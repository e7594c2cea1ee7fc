//! Password hashing.
//!
//! Credentials are Argon2id PHC strings with a per-user random salt. They
//! live in their own collection so user records never carry hash material.

use crate::error::{AuthError, AuthResult};
use crate::types::UserId;
use argon2::password_hash::{PasswordHash, PasswordHasher, PasswordVerifier, SaltString};
use argon2::Argon2;
use rand::RngCore;
use serde::{Deserialize, Serialize};

/// Stored credential for one user.
#[derive(Debug, Clone, PartialEq, Eq, Serialize, Deserialize)]
#[serde(rename_all = "camelCase")]
pub struct Credential {
    pub user_id: UserId,
    /// Argon2id PHC string.
    pub password_hash: String,
}

impl Credential {
    /// Hash `password` for `user_id` with a fresh salt.
    pub fn new(user_id: UserId, password: &str) -> AuthResult<Self> {
        Ok(Self {
            user_id,
            password_hash: hash_password(password)?,
        })
    }

    /// Check `password` against this credential.
    pub fn verify(&self, password: &str) -> AuthResult<bool> {
        verify_password(password, &self.password_hash)
    }
}

/// Hash a password into a PHC string.
pub fn hash_password(password: &str) -> AuthResult<String> {
    let mut salt = [0u8; 16];
    rand::thread_rng().fill_bytes(&mut salt);
    let salt = SaltString::encode_b64(&salt).map_err(|e| AuthError::HashFailed(e.to_string()))?;

    Argon2::default()
        .hash_password(password.as_bytes(), &salt)
        .map(|hash| hash.to_string())
        .map_err(|e| AuthError::HashFailed(e.to_string()))
}

/// Verify a password against a PHC string.
///
/// A mismatch is `Ok(false)`; only a malformed hash is an error.
pub fn verify_password(password: &str, phc: &str) -> AuthResult<bool> {
    let parsed = PasswordHash::new(phc).map_err(|e| AuthError::MalformedHash(e.to_string()))?;

    match Argon2::default().verify_password(password.as_bytes(), &parsed) {
        Ok(()) => Ok(true),
        Err(argon2::password_hash::Error::Password) => Ok(false),
        Err(e) => Err(AuthError::MalformedHash(e.to_string())),
    }
}
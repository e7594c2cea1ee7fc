//! Vulnerability findings and their severities.

use super::{ProjectId, UserId, VulnerabilityId};
use chrono::{DateTime, Utc};
use serde::{Deserialize, Serialize};
use std::fmt;
use std::str::FromStr;

/// How bad a finding is.
#[derive(
    Debug, Clone, Copy, PartialEq, Eq, PartialOrd, Ord, Hash, Serialize, Deserialize, clap::ValueEnum,
)]
#[serde(rename_all = "lowercase")]
pub enum Severity {
    Critical,
    High,
    Medium,
    Low,
}

impl Severity {
    /// All severities, most severe first.
    pub const ALL: [Severity; 4] = [
        Severity::Critical,
        Severity::High,
        Severity::Medium,
        Severity::Low,
    ];

    /// Contribution of one finding of this severity to a risk score.
    pub const fn weight(self) -> u32 {
        match self {
            Self::Critical => 10,
            Self::High => 7,
            Self::Medium => 4,
            Self::Low => 2,
        }
    }
}

impl fmt::Display for Severity {
    fn fmt(&self, f: &mut fmt::Formatter<'_>) -> fmt::Result {
        match self {
            Self::Critical => write!(f, "critical"),
            Self::High => write!(f, "high"),
            Self::Medium => write!(f, "medium"),
            Self::Low => write!(f, "low"),
        }
    }
}

impl FromStr for Severity {
    type Err = String;

    fn from_str(s: &str) -> Result<Self, Self::Err> {
        match s.to_lowercase().as_str() {
            "critical" => Ok(Self::Critical),
            "high" => Ok(Self::High),
            "medium" => Ok(Self::Medium),
            "low" => Ok(Self::Low),
            _ => Err(format!("unknown severity: {}", s)),
        }
    }
}

/// Sum of severity weights over a set of findings.
pub fn risk_score<I>(severities: I) -> u32
where
    I: IntoIterator<Item = Severity>,
{
    severities.into_iter().map(Severity::weight).sum()
}

/// Triage state of a finding.
#[derive(Debug, Clone, Copy, PartialEq, Eq, Hash, Serialize, Deserialize, clap::ValueEnum)]
#[serde(rename_all = "kebab-case")]
pub enum VulnerabilityStatus {
    Open,
    InProgress,
    Fixed,
    Ignored,
}

impl fmt::Display for VulnerabilityStatus {
    fn fmt(&self, f: &mut fmt::Formatter<'_>) -> fmt::Result {
        match self {
            Self::Open => write!(f, "open"),
            Self::InProgress => write!(f, "in-progress"),
            Self::Fixed => write!(f, "fixed"),
            Self::Ignored => write!(f, "ignored"),
        }
    }
}

/// A single finding recorded against a project.
#[derive(Debug, Clone, PartialEq, Eq, Serialize, Deserialize)]
#[serde(rename_all = "camelCase")]
pub struct Vulnerability {
    pub id: VulnerabilityId,
    pub project_id: ProjectId,
    #[serde(rename = "type")]
    pub kind: String,
    pub file: String,
    pub severity: Severity,
    pub description: String,
    pub suggested_fix: String,
    pub status: VulnerabilityStatus,
    pub discovered_at: DateTime<Utc>,
    pub discovered_by: UserId,
}

/// Caller-supplied fields for a new vulnerability.
#[derive(Debug, Clone, PartialEq, Eq, Serialize, Deserialize)]
#[serde(rename_all = "camelCase")]
pub struct NewVulnerability {
    pub project_id: ProjectId,
    #[serde(rename = "type")]
    pub kind: String,
    pub file: String,
    pub severity: Severity,
    pub description: String,
    pub suggested_fix: String,
    pub status: VulnerabilityStatus,
    pub discovered_by: UserId,
}

impl NewVulnerability {
    pub(crate) fn into_vulnerability(self) -> Vulnerability {
        Vulnerability {
            id: VulnerabilityId::generate(),
            project_id: self.project_id,
            kind: self.kind,
            file: self.file,
            severity: self.severity,
            description: self.description,
            suggested_fix: self.suggested_fix,
            status: self.status,
            discovered_at: Utc::now(),
            discovered_by: self.discovered_by,
        }
    }
}

/// Shallow update for a vulnerability.
#[derive(Debug, Clone, Default, PartialEq, Eq, Serialize, Deserialize)]
#[serde(rename_all = "camelCase")]
pub struct VulnerabilityPatch {
    pub project_id: Option<ProjectId>,
    #[serde(rename = "type")]
    pub kind: Option<String>,
    pub file: Option<String>,
    pub severity: Option<Severity>,
    pub description: Option<String>,
    pub suggested_fix: Option<String>,
    pub status: Option<VulnerabilityStatus>,
    pub discovered_by: Option<UserId>,
}

impl VulnerabilityPatch {
    /// Patch that only changes the triage status.
    pub fn status(status: VulnerabilityStatus) -> Self {
        Self {
            status: Some(status),
            ..Default::default()
        }
    }

    pub fn apply(self, vuln: &mut Vulnerability) {
        if let Some(project_id) = self.project_id {
            vuln.project_id = project_id;
        }
        if let Some(kind) = self.kind {
            vuln.kind = kind;
        }
        if let Some(file) = self.file {
            vuln.file = file;
        }
        if let Some(severity) = self.severity {
            vuln.severity = severity;
        }
        if let Some(description) = self.description {
            vuln.description = description;
        }
        if let Some(fix) = self.suggested_fix {
            vuln.suggested_fix = fix;
        }
        if let Some(status) = self.status {
            vuln.status = status;
        }
        if let Some(by) = self.discovered_by {
            vuln.discovered_by = by;
        }
    }
}
//! Scanner trait abstraction.
//!
//! Defines a common interface for anything that can look at a project and
//! report findings, so the job runner does not care whether results come
//! from a real engine or from the built-in mock catalogue.

use crate::error::JobResult;
use crate::types::{
    NewVulnerability, Project, ScanType, Severity, UserId, VulnerabilityStatus,
};
use async_trait::async_trait;
use serde::{Deserialize, Serialize};
use std::sync::Arc;

/// A finding reported by a scanner, before it is stored.
#[derive(Debug, Clone, PartialEq, Eq, Serialize, Deserialize)]
pub struct Finding {
    /// Vulnerability class, e.g. "SQL Injection".
    pub kind: String,
    /// File or component the finding points at.
    pub file: String,
    pub severity: Severity,
    pub description: String,
    pub suggested_fix: String,
}

impl Finding {
    pub fn new(
        kind: impl Into<String>,
        file: impl Into<String>,
        severity: Severity,
        description: impl Into<String>,
        suggested_fix: impl Into<String>,
    ) -> Self {
        Self {
            kind: kind.into(),
            file: file.into(),
            severity,
            description: description.into(),
            suggested_fix: suggested_fix.into(),
        }
    }

    /// Turn into an open vulnerability on `project` discovered by `tester`.
    pub fn into_vulnerability(self, project: &Project, tester: &UserId) -> NewVulnerability {
        NewVulnerability {
            project_id: project.id.clone(),
            kind: self.kind,
            file: self.file,
            severity: self.severity,
            description: self.description,
            suggested_fix: self.suggested_fix,
            status: VulnerabilityStatus::Open,
            discovered_by: tester.clone(),
        }
    }
}

/// Trait for vulnerability scanner implementations.
///
/// # Example
///
/// ```ignore
/// use secportal::scan::{VulnerabilityScanner, Finding};
///
/// async fn count<S: VulnerabilityScanner>(scanner: &S, project: &Project) -> usize {
///     scanner.discover(project).await.map(|f| f.len()).unwrap_or(0)
/// }
/// ```
#[async_trait]
pub trait VulnerabilityScanner: Send + Sync {
    /// Get the scan type this scanner implements.
    fn scan_type(&self) -> ScanType;

    /// Examine `project` and report what was found.
    ///
    /// May take arbitrarily long; the job runner races it against
    /// cancellation.
    async fn discover(&self, project: &Project) -> JobResult<Vec<Finding>>;
}

/// A shared scanner for dynamic dispatch across jobs.
pub type SharedScanner = Arc<dyn VulnerabilityScanner>;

#### TASK ITEM
Select the lines in this material that hold the word "against", leaving none out.

#### WRITTEN RESPONSE
    /// Check `password` against this credential.
/// Verify a password against a PHC string.
/// A single finding recorded against a project.
    /// May take arbitrarily long; the job runner races it against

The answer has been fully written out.